The Java Ring: A Wearable Computer (1998) - GuiA
http://www.nngroup.com/articles/javaring-wearable-computer/

======
ChuckMcM
This was the coolest thing about JavaOne that year, I was particularly excited
about the strong encryption that was included on the ring ... oh wait. As it
turned out the encryption bits were embroiled with the state department etc
etc. To compensate I created an Enigma machine simulator[1] on mine :-)

I did eventually get my hands on a "fully enabled" ring, which I've still got.
As I recall the best it could do was 1024 bit RSA though.

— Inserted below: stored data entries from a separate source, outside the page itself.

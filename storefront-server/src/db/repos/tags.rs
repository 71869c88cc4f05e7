//! Tag repository and association rules
//!
//! Invariants enforced here:
//! - tag names are unique per store (UNIQUE (store_id, name) backs the check)
//! - an item may only carry tags from its own store
//! - a tag linked to any item cannot be deleted
//!
//! Every mutation runs in one transaction. Rule violations return before
//! the first write, and dropping the transaction rolls it back.

use serde::Serialize;
use sqlx::{FromRow, SqliteConnection, SqlitePool};

use super::error::{is_unique_violation, DbError};
use super::items::{self, Item};
use super::stores;
use crate::models::TagName;

const DUPLICATE_TAG: &str = "A tag with that name already exists in that store.";
const CROSS_STORE_LINK: &str = "Item and tag must belong to the same store.";
const TAG_IN_USE: &str = "Could not delete this tag. Please make sure tag is not connected with any items, then attempt again.";

/// Tag record from database
#[derive(Debug, Clone, PartialEq, Eq, FromRow, Serialize)]
pub struct Tag {
    pub id: i64,
    pub name: String,
    pub store_id: i64,
}

/// Fetch a tag on an existing connection or transaction.
pub(crate) async fn fetch(conn: &mut SqliteConnection, id: i64) -> Result<Tag, DbError> {
    sqlx::query_as::<_, Tag>("SELECT id, name, store_id FROM tags WHERE id = ?")
        .bind(id)
        .fetch_optional(&mut *conn)
        .await?
        .ok_or_else(|| DbError::not_found("tag", id))
}

/// Tags linked to an item, by tag id.
pub(crate) async fn for_item(conn: &mut SqliteConnection, item_id: i64) -> Result<Vec<Tag>, DbError> {
    let tags = sqlx::query_as::<_, Tag>(
        r#"
        SELECT t.id, t.name, t.store_id
        FROM tags t
        JOIN items_tags it ON it.tag_id = t.id
        WHERE it.item_id = ?
        ORDER BY t.id
        "#,
    )
    .bind(item_id)
    .fetch_all(&mut *conn)
    .await?;
    Ok(tags)
}

/// Tag repository
pub struct TagRepo<'a> {
    pool: &'a SqlitePool,
}

impl<'a> TagRepo<'a> {
    pub fn new(pool: &'a SqlitePool) -> Self {
        Self { pool }
    }

    /// List the tags of a store in id order.
    pub async fn list_for_store(&self, store_id: i64) -> Result<Vec<Tag>, DbError> {
        let mut tx = self.pool.begin().await?;
        stores::fetch(&mut tx, store_id).await?;

        let tags = sqlx::query_as::<_, Tag>(
            "SELECT id, name, store_id FROM tags WHERE store_id = ? ORDER BY id",
        )
        .bind(store_id)
        .fetch_all(&mut *tx)
        .await?;

        tx.commit().await?;
        Ok(tags)
    }

    pub async fn get(&self, id: i64) -> Result<Tag, DbError> {
        let mut conn = self.pool.acquire().await?;
        fetch(&mut conn, id).await
    }

    /// Create a tag scoped to a store.
    pub async fn create(&self, store_id: i64, name: TagName) -> Result<Tag, DbError> {
        let mut tx = self.pool.begin().await?;

        stores::fetch(&mut tx, store_id).await?;

        let (taken,): (i64,) = sqlx::query_as(
            "SELECT COUNT(*) FROM tags WHERE store_id = ? AND name = ?",
        )
        .bind(store_id)
        .bind(name.as_str())
        .fetch_one(&mut *tx)
        .await?;

        if taken > 0 {
            return Err(DbError::Conflict(DUPLICATE_TAG.into()));
        }

        let tag = sqlx::query_as::<_, Tag>(
            "INSERT INTO tags (name, store_id) VALUES (?, ?) RETURNING id, name, store_id",
        )
        .bind(name.as_str())
        .bind(store_id)
        .fetch_one(&mut *tx)
        .await
        .map_err(|e| {
            // Lost a race with a concurrent insert of the same name
            if is_unique_violation(&e) {
                DbError::Conflict(DUPLICATE_TAG.into())
            } else {
                DbError::Sqlx(e)
            }
        })?;

        tx.commit().await?;

        tracing::debug!(tag_id = tag.id, store_id, "tag created");
        Ok(tag)
    }

    /// Confirm that a tag belongs to a store.
    ///
    /// A tag is owned by exactly one store, so this never writes. A tag
    /// from another store is rejected instead of being moved.
    pub async fn link_to_store(&self, store_id: i64, tag_id: i64) -> Result<Tag, DbError> {
        let mut tx = self.pool.begin().await?;

        stores::fetch(&mut tx, store_id).await?;
        let tag = fetch(&mut tx, tag_id).await?;

        if tag.store_id != store_id {
            return Err(DbError::InvalidArgument(
                "Tag belongs to a different store.".into(),
            ));
        }

        tx.commit().await?;
        Ok(tag)
    }

    /// Link a tag to an item of the same store. Re-linking is a no-op.
    pub async fn link_to_item(&self, item_id: i64, tag_id: i64) -> Result<Tag, DbError> {
        let mut tx = self.pool.begin().await?;

        let item = items::fetch(&mut tx, item_id).await?;
        let tag = fetch(&mut tx, tag_id).await?;

        if item.store_id != tag.store_id {
            return Err(DbError::InvalidArgument(CROSS_STORE_LINK.into()));
        }

        sqlx::query(
            "INSERT INTO items_tags (item_id, tag_id) VALUES (?, ?) ON CONFLICT (item_id, tag_id) DO NOTHING",
        )
        .bind(item_id)
        .bind(tag_id)
        .execute(&mut *tx)
        .await?;

        tx.commit().await?;

        tracing::debug!(item_id, tag_id, "tag linked to item");
        Ok(tag)
    }

    /// Remove the link between an item and a tag.
    ///
    /// Unlinking a pair that is not linked is NotFound and writes nothing.
    pub async fn unlink_from_item(&self, item_id: i64, tag_id: i64) -> Result<(Item, Tag), DbError> {
        let mut tx = self.pool.begin().await?;

        let item = items::fetch(&mut tx, item_id).await?;
        let tag = fetch(&mut tx, tag_id).await?;

        let result = sqlx::query("DELETE FROM items_tags WHERE item_id = ? AND tag_id = ?")
            .bind(item_id)
            .bind(tag_id)
            .execute(&mut *tx)
            .await?;

        if result.rows_affected() == 0 {
            return Err(DbError::not_found("item tag link", format!("{item_id}/{tag_id}")));
        }

        tx.commit().await?;

        tracing::debug!(item_id, tag_id, "tag unlinked from item");
        Ok((item, tag))
    }

    /// Delete a tag that no item uses.
    pub async fn delete(&self, tag_id: i64) -> Result<(), DbError> {
        let mut tx = self.pool.begin().await?;

        fetch(&mut tx, tag_id).await?;

        let (links,): (i64,) = sqlx::query_as("SELECT COUNT(*) FROM items_tags WHERE tag_id = ?")
            .bind(tag_id)
            .fetch_one(&mut *tx)
            .await?;

        if links > 0 {
            return Err(DbError::Conflict(TAG_IN_USE.into()));
        }

        sqlx::query("DELETE FROM tags WHERE id = ?")
            .bind(tag_id)
            .execute(&mut *tx)
            .await?;

        tx.commit().await?;

        tracing::debug!(tag_id, "tag deleted");
        Ok(())
    }
}

#[cfg(test)]
mod tests {
    use super::*;
    use crate::db::create_memory_pool;
    use crate::db::repos::{ItemRepo, NewItem, StoreRepo};
    use crate::models::{ItemName, Price, StoreName};

    struct Fixture {
        pool: SqlitePool,
        store_a: i64,
        store_b: i64,
        item_a: i64,
        item_b: i64,
    }

    async fn fixture() -> Fixture {
        let pool = create_memory_pool().await.unwrap();
        let stores = StoreRepo::new(&pool);
        let store_a = stores.create(StoreName::new("A").unwrap()).await.unwrap().id;
        let store_b = stores.create(StoreName::new("B").unwrap()).await.unwrap().id;

        let items = ItemRepo::new(&pool);
        let new_item = |store_id| NewItem {
            name: ItemName::new("Chair").unwrap(),
            price: Price::new(1.0).unwrap(),
            store_id,
        };
        let item_a = items.create(new_item(store_a)).await.unwrap().id;
        let item_b = items.create(new_item(store_b)).await.unwrap().id;

        Fixture {
            pool,
            store_a,
            store_b,
            item_a,
            item_b,
        }
    }

    fn name(s: &str) -> TagName {
        TagName::new(s).unwrap()
    }

    async fn link_count(pool: &SqlitePool) -> i64 {
        let (n,): (i64,) = sqlx::query_as("SELECT COUNT(*) FROM items_tags")
            .fetch_one(pool)
            .await
            .unwrap();
        n
    }

    #[tokio::test]
    async fn create_then_duplicate_conflicts() {
        let f = fixture().await;
        let repo = TagRepo::new(&f.pool);

        let tag = repo.create(f.store_a, name("sale")).await.unwrap();
        assert_eq!(tag.name, "sale");
        assert_eq!(tag.store_id, f.store_a);

        let err = repo.create(f.store_a, name("sale")).await.unwrap_err();
        assert!(matches!(err, DbError::Conflict(ref m) if m == DUPLICATE_TAG));
    }

    #[tokio::test]
    async fn same_name_allowed_in_other_store() {
        let f = fixture().await;
        let repo = TagRepo::new(&f.pool);

        repo.create(f.store_a, name("sale")).await.unwrap();
        repo.create(f.store_b, name("sale")).await.unwrap();

        assert_eq!(repo.list_for_store(f.store_a).await.unwrap().len(), 1);
        assert_eq!(repo.list_for_store(f.store_b).await.unwrap().len(), 1);
    }

    #[tokio::test]
    async fn create_in_missing_store_is_not_found() {
        let f = fixture().await;
        let err = TagRepo::new(&f.pool).create(99, name("sale")).await.unwrap_err();
        assert!(matches!(err, DbError::NotFound { resource: "store", .. }));
    }

    #[tokio::test]
    async fn list_for_missing_store_is_not_found() {
        let f = fixture().await;
        let err = TagRepo::new(&f.pool).list_for_store(99).await.unwrap_err();
        assert!(matches!(err, DbError::NotFound { resource: "store", .. }));
    }

    #[tokio::test]
    async fn link_requires_same_store() {
        let f = fixture().await;
        let repo = TagRepo::new(&f.pool);
        let tag = repo.create(f.store_a, name("sale")).await.unwrap();

        let err = repo.link_to_item(f.item_b, tag.id).await.unwrap_err();
        assert!(matches!(err, DbError::InvalidArgument(ref m) if m == CROSS_STORE_LINK));
        assert_eq!(link_count(&f.pool).await, 0);

        let linked = repo.link_to_item(f.item_a, tag.id).await.unwrap();
        assert_eq!(linked, tag);
        assert_eq!(link_count(&f.pool).await, 1);
    }

    #[tokio::test]
    async fn relinking_does_not_duplicate() {
        let f = fixture().await;
        let repo = TagRepo::new(&f.pool);
        let tag = repo.create(f.store_a, name("sale")).await.unwrap();

        repo.link_to_item(f.item_a, tag.id).await.unwrap();
        repo.link_to_item(f.item_a, tag.id).await.unwrap();

        assert_eq!(link_count(&f.pool).await, 1);
    }

    #[tokio::test]
    async fn link_then_unlink_restores_state() {
        let f = fixture().await;
        let repo = TagRepo::new(&f.pool);
        let tag = repo.create(f.store_a, name("sale")).await.unwrap();

        repo.link_to_item(f.item_a, tag.id).await.unwrap();
        let (item, unlinked) = repo.unlink_from_item(f.item_a, tag.id).await.unwrap();

        assert_eq!(item.id, f.item_a);
        assert_eq!(unlinked, tag);
        assert_eq!(link_count(&f.pool).await, 0);
    }

    #[tokio::test]
    async fn unlink_without_link_is_not_found() {
        let f = fixture().await;
        let repo = TagRepo::new(&f.pool);
        let tag = repo.create(f.store_a, name("sale")).await.unwrap();

        let err = repo.unlink_from_item(f.item_a, tag.id).await.unwrap_err();
        assert!(matches!(err, DbError::NotFound { resource: "item tag link", .. }));
    }

    #[tokio::test]
    async fn link_to_store_confirms_owner_only() {
        let f = fixture().await;
        let repo = TagRepo::new(&f.pool);
        let tag = repo.create(f.store_a, name("sale")).await.unwrap();

        assert_eq!(repo.link_to_store(f.store_a, tag.id).await.unwrap(), tag);

        let err = repo.link_to_store(f.store_b, tag.id).await.unwrap_err();
        assert!(matches!(err, DbError::InvalidArgument(_)));
        assert_eq!(repo.get(tag.id).await.unwrap().store_id, f.store_a);

        let err = repo.link_to_store(f.store_a, 99).await.unwrap_err();
        assert!(matches!(err, DbError::NotFound { resource: "tag", .. }));
    }

    #[tokio::test]
    async fn delete_blocked_while_linked() {
        let f = fixture().await;
        let repo = TagRepo::new(&f.pool);
        let tag = repo.create(f.store_a, name("sale")).await.unwrap();
        repo.link_to_item(f.item_a, tag.id).await.unwrap();

        let err = repo.delete(tag.id).await.unwrap_err();
        assert!(matches!(err, DbError::Conflict(ref m) if m == TAG_IN_USE));
        assert_eq!(repo.get(tag.id).await.unwrap(), tag);

        repo.unlink_from_item(f.item_a, tag.id).await.unwrap();
        repo.delete(tag.id).await.unwrap();

        let err = repo.get(tag.id).await.unwrap_err();
        assert!(matches!(err, DbError::NotFound { resource: "tag", .. }));
    }

    #[tokio::test]
    async fn deleting_tag_keeps_items() {
        let f = fixture().await;
        let repo = TagRepo::new(&f.pool);
        let tag = repo.create(f.store_a, name("sale")).await.unwrap();

        repo.delete(tag.id).await.unwrap();

        assert!(ItemRepo::new(&f.pool).get(f.item_a).await.is_ok());
    }

    #[tokio::test]
    async fn item_detail_lists_linked_tags() {
        let f = fixture().await;
        let repo = TagRepo::new(&f.pool);
        let sale = repo.create(f.store_a, name("sale")).await.unwrap();
        repo.create(f.store_a, name("new")).await.unwrap();
        repo.link_to_item(f.item_a, sale.id).await.unwrap();

        let detail = ItemRepo::new(&f.pool).get_detail(f.item_a).await.unwrap();
        assert_eq!(detail.tags, vec![sale]);
    }
}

[1] [http://www.javaworld.com/article/2076726/learn-java/my-
enigm...](http://www.javaworld.com/article/2076726/learn-java/my-enigmatic-
java-ring.html)

------
moxie
IIRC they gave these out at the first Java One. You could program it with what
kind of coffee you liked, and hold it up to the coffee machines there. At the
time I worked at a company that also had a JavaStation (basically a SPARC that
only ran Java).

We all thought the JVM was about to revolutionize client software development
and break Microsoft (once everything ran on the JVM, MS wouldn't have an app
ecosystem that tied us to them). Meanwhile, the browser was staring us right
in the face, and it was server-side where the JVM blew up.

------
bitwize
Ah, the late nineties, when the dream of "Java in ALL THE THINGS" was alive
and strong.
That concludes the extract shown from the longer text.